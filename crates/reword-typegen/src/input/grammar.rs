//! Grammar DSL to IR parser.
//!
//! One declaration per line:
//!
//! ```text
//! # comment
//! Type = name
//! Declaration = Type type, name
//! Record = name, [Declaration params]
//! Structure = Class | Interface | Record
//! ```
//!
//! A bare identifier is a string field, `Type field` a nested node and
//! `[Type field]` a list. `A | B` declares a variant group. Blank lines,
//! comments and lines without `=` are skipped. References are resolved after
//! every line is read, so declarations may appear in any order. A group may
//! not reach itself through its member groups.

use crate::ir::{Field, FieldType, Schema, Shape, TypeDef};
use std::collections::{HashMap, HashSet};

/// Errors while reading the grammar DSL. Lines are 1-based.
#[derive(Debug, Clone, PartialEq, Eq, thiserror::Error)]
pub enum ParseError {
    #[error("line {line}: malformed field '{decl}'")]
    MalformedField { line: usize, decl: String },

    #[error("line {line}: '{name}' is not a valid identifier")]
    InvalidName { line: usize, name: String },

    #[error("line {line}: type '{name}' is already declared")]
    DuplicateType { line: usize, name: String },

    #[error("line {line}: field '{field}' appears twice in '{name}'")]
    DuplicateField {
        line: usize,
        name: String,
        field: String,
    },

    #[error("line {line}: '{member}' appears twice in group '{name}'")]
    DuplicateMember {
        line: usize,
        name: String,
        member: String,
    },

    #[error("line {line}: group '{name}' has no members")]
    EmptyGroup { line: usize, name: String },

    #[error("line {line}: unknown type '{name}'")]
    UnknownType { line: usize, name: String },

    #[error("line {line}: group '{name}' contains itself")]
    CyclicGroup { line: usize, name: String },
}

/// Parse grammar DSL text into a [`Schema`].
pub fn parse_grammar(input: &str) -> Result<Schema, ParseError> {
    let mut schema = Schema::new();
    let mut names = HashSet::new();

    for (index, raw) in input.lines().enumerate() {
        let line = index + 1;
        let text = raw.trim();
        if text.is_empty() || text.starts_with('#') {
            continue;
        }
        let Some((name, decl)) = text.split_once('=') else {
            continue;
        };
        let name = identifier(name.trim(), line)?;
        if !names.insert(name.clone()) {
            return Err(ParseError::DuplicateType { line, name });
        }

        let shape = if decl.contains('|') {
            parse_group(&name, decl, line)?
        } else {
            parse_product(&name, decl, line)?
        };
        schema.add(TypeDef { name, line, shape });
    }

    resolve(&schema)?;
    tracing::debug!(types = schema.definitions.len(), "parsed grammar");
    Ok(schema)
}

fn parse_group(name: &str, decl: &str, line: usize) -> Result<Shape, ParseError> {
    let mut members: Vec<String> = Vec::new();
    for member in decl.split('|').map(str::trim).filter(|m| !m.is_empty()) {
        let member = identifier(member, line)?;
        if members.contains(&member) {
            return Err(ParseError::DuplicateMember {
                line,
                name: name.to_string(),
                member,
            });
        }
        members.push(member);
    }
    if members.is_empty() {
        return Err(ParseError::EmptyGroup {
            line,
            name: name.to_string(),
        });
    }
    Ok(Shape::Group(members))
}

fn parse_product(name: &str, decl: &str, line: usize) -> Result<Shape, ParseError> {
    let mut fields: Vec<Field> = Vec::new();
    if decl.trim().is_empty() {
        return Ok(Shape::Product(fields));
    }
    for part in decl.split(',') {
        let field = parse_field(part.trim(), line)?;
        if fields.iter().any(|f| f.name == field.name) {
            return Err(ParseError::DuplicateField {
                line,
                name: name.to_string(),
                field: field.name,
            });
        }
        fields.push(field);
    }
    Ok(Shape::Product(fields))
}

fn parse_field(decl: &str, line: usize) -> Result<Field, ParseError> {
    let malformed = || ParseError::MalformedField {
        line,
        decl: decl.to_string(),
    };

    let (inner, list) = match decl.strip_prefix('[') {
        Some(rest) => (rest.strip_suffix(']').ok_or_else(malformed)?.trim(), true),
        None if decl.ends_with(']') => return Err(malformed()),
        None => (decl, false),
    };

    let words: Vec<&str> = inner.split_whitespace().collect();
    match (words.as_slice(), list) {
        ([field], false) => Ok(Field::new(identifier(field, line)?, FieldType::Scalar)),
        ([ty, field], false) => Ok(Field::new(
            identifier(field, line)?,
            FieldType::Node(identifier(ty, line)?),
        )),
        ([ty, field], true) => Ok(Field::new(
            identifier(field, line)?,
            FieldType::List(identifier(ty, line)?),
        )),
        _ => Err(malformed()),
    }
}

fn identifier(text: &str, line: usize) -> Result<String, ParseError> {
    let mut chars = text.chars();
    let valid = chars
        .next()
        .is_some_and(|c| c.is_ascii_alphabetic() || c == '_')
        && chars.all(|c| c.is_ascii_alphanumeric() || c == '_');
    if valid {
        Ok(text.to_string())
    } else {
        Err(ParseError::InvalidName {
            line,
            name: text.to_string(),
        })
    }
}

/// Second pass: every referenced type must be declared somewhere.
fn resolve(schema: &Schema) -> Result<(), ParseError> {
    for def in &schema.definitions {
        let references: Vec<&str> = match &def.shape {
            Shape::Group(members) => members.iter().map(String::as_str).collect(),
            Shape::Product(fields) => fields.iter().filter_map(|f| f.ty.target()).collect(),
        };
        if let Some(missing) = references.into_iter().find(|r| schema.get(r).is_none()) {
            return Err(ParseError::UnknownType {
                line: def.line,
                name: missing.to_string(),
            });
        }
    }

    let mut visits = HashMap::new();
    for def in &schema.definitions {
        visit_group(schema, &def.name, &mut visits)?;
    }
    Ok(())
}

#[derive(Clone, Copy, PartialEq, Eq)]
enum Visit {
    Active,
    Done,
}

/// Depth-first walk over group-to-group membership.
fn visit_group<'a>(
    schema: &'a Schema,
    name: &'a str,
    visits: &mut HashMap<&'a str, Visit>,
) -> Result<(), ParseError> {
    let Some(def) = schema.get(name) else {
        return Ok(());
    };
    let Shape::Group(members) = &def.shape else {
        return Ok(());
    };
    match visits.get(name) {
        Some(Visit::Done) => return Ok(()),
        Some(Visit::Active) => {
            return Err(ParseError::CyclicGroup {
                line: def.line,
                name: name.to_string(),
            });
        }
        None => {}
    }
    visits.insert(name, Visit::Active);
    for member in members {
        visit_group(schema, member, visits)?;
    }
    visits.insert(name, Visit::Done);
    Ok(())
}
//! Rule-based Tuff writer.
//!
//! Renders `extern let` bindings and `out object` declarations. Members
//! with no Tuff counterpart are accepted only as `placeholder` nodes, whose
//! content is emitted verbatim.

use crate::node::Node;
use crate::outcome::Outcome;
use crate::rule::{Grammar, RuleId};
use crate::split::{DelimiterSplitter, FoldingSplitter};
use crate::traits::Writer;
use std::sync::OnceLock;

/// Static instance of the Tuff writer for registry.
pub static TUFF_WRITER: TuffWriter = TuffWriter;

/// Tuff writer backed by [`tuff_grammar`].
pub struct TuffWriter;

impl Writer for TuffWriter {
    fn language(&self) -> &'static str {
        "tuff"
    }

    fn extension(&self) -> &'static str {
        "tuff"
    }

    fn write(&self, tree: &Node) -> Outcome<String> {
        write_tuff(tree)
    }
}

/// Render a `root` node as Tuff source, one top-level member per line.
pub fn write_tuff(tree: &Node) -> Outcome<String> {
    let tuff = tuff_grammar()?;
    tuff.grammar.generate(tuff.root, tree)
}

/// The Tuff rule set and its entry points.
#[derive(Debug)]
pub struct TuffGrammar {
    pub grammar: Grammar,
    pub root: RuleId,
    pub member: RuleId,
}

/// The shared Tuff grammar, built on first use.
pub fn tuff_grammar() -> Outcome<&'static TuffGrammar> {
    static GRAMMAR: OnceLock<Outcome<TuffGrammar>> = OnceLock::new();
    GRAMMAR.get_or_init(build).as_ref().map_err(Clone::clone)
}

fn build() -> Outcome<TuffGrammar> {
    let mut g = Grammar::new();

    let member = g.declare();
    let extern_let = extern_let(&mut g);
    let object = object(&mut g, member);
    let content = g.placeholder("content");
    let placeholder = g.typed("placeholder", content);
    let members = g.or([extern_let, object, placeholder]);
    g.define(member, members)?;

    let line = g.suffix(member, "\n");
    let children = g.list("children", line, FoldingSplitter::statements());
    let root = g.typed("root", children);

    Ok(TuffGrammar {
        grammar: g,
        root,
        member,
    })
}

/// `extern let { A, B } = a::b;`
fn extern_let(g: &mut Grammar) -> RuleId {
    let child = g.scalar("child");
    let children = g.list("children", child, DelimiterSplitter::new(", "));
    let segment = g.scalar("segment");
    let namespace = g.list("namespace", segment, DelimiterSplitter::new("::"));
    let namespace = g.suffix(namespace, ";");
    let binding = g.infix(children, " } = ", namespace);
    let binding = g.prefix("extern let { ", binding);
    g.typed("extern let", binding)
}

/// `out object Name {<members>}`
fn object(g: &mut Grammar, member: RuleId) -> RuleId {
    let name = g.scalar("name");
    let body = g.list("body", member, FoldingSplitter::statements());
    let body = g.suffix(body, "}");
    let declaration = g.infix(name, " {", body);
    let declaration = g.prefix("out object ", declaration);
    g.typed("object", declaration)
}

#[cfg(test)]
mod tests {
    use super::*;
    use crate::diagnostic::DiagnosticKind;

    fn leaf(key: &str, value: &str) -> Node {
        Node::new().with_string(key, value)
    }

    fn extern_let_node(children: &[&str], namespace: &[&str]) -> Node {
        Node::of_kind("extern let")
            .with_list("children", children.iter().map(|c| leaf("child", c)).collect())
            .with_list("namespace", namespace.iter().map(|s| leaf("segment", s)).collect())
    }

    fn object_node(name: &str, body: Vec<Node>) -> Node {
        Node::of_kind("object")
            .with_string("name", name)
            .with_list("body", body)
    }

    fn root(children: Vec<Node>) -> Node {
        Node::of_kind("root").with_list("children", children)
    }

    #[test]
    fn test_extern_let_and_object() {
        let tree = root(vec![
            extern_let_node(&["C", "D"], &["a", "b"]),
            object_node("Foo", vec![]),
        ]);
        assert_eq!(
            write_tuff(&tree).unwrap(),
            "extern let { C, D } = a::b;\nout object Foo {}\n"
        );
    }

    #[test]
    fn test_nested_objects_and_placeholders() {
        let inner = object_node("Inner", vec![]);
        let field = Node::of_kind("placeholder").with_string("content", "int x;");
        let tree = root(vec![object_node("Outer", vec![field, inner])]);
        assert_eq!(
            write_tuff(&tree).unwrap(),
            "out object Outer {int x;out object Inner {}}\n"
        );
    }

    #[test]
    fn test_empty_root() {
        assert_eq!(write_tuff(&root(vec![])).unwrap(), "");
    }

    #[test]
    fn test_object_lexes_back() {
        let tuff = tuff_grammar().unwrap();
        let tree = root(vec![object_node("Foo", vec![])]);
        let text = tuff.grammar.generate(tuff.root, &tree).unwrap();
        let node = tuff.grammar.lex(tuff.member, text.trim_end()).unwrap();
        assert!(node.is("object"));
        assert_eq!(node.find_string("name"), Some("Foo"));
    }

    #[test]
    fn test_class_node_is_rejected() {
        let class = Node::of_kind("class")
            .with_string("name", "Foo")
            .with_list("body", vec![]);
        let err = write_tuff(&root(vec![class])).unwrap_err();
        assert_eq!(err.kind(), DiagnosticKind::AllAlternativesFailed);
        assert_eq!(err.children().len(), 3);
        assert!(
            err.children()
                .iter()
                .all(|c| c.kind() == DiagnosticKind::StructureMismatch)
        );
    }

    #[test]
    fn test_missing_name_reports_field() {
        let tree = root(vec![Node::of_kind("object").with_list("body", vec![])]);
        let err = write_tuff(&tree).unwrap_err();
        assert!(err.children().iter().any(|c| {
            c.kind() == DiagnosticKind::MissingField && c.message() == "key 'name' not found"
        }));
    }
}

=-=-=

● Exercise goal
Everything above from the line containing "let extern_let = extern_let(&mut g);" through the line containing "use crate::diagnostic::DiagnosticKind;" must be copied exactly. Nothing outside that range belongs in the answer.

● Expected answer
    let extern_let = extern_let(&mut g);
    let object = object(&mut g, member);
    let content = g.placeholder("content");
    let placeholder = g.typed("placeholder", content);
    let members = g.or([extern_let, object, placeholder]);
    g.define(member, members)?;

    let line = g.suffix(member, "\n");
    let children = g.list("children", line, FoldingSplitter::statements());
    let root = g.typed("root", children);

    Ok(TuffGrammar {
        grammar: g,
        root,
        member,
    })
}

/// `extern let { A, B } = a::b;`
fn extern_let(g: &mut Grammar) -> RuleId {
    let child = g.scalar("child");
    let children = g.list("children", child, DelimiterSplitter::new(", "));
    let segment = g.scalar("segment");
    let namespace = g.list("namespace", segment, DelimiterSplitter::new("::"));
    let namespace = g.suffix(namespace, ";");
    let binding = g.infix(children, " } = ", namespace);
    let binding = g.prefix("extern let { ", binding);
    g.typed("extern let", binding)
}

/// `out object Name {<members>}`
fn object(g: &mut Grammar, member: RuleId) -> RuleId {
    let name = g.scalar("name");
    let body = g.list("body", member, FoldingSplitter::statements());
    let body = g.suffix(body, "}");
    let declaration = g.infix(name, " {", body);
    let declaration = g.prefix("out object ", declaration);
    g.typed("object", declaration)
}

#[cfg(test)]
mod tests {
    use super::*;
    use crate::diagnostic::DiagnosticKind;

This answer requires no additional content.